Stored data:
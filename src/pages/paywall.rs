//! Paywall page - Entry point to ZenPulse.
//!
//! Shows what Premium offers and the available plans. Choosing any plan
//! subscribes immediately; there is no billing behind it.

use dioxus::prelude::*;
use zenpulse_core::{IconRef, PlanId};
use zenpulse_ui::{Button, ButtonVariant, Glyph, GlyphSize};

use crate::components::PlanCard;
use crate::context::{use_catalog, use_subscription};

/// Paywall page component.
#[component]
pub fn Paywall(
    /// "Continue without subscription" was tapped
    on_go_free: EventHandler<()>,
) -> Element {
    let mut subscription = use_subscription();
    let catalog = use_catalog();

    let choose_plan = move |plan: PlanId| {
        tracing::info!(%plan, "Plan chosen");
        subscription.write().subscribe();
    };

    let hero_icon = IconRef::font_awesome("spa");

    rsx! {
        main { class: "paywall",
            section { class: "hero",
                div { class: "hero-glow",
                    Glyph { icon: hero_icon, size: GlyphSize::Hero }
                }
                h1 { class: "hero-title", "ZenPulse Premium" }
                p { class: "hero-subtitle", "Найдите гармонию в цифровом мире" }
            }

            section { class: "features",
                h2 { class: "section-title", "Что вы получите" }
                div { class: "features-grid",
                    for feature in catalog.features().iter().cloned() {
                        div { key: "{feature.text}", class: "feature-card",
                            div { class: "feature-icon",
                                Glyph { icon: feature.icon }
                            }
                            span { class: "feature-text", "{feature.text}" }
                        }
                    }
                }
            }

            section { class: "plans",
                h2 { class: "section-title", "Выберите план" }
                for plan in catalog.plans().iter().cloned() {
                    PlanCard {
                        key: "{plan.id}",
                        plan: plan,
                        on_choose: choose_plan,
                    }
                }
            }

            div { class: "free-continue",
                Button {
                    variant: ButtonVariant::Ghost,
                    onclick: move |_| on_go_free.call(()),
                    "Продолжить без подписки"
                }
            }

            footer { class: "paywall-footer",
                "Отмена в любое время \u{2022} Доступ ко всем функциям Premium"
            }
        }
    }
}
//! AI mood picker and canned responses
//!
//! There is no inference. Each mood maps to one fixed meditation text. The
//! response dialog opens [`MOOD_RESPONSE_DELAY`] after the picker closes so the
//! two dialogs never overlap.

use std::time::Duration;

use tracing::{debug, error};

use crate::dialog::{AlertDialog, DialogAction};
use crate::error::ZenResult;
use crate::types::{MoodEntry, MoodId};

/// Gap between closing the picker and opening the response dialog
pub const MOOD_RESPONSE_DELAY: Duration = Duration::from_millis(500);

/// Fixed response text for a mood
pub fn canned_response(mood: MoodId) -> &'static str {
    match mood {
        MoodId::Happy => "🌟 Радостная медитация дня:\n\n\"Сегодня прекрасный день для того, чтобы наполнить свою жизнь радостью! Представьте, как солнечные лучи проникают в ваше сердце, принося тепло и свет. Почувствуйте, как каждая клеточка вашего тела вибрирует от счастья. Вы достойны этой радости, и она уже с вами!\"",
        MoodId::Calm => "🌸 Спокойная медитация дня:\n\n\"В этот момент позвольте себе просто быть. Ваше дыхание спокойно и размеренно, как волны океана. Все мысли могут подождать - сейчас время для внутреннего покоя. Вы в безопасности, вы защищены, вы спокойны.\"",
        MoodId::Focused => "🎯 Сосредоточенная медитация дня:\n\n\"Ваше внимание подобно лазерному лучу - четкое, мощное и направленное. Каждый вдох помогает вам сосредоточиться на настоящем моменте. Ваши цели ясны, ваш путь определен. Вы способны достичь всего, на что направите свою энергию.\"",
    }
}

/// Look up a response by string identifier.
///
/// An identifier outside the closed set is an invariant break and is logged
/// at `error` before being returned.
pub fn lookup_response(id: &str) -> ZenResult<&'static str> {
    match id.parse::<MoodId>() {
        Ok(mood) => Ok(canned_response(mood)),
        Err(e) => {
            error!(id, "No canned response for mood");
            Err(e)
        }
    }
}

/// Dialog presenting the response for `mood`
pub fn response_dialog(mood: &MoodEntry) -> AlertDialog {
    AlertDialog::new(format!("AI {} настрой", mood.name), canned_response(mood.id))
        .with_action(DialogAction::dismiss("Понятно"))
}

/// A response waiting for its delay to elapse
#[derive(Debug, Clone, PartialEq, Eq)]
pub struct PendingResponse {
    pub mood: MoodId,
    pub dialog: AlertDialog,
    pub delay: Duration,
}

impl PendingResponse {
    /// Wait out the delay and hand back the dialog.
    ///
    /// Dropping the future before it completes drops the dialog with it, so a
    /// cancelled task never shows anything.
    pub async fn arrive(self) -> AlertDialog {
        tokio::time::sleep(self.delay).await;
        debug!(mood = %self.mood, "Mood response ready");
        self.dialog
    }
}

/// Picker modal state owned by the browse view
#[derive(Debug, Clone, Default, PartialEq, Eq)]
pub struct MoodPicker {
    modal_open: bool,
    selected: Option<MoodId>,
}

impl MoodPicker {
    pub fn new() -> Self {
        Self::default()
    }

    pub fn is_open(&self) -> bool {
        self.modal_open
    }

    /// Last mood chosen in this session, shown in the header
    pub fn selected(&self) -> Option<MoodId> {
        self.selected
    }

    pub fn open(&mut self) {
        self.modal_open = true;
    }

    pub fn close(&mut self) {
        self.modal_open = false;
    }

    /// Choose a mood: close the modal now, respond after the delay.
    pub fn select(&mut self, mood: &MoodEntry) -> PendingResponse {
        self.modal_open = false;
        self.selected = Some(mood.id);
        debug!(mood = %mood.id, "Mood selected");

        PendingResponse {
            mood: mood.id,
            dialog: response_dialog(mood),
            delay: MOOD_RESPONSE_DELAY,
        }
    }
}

==

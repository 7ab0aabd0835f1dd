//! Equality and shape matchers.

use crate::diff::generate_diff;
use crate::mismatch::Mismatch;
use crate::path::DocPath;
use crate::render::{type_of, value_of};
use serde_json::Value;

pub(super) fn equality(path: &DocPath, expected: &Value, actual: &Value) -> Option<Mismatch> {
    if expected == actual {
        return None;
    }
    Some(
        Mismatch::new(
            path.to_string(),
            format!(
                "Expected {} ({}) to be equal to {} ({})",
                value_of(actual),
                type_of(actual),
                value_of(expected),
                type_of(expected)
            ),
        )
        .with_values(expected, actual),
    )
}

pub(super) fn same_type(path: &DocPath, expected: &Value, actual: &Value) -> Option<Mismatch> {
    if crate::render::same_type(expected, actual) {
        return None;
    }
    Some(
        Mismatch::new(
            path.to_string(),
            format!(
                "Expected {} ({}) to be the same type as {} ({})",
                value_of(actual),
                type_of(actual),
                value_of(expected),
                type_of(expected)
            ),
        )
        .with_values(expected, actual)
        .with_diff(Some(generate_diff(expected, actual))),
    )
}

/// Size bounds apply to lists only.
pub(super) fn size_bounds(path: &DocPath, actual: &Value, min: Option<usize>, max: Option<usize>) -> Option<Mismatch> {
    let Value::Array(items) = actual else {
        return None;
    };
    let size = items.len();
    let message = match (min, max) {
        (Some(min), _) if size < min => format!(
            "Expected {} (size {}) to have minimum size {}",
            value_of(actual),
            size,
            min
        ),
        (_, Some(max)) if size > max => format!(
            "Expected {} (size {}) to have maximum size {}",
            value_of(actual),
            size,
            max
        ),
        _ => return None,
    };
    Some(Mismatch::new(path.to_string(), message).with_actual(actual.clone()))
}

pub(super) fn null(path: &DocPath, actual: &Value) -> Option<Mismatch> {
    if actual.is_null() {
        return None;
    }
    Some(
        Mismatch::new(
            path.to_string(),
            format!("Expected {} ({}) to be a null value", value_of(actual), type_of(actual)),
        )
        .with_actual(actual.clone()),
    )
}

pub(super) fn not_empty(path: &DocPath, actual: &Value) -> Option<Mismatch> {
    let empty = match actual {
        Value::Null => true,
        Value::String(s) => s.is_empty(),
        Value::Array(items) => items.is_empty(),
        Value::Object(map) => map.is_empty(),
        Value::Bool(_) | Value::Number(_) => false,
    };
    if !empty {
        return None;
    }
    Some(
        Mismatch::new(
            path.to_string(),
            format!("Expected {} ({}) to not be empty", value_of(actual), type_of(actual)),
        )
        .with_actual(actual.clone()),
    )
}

TASK TO CARRY OUT:
If a line in the records holds the string "super", copy it.

EXERCISE SOLUTION:
pub(super) fn equality(path: &DocPath, expected: &Value, actual: &Value) -> Option<Mismatch> {
pub(super) fn same_type(path: &DocPath, expected: &Value, actual: &Value) -> Option<Mismatch> {
pub(super) fn size_bounds(path: &DocPath, actual: &Value, min: Option<usize>, max: Option<usize>) -> Option<Mismatch> {
pub(super) fn null(path: &DocPath, actual: &Value) -> Option<Mismatch> {
pub(super) fn not_empty(path: &DocPath, actual: &Value) -> Option<Mismatch> {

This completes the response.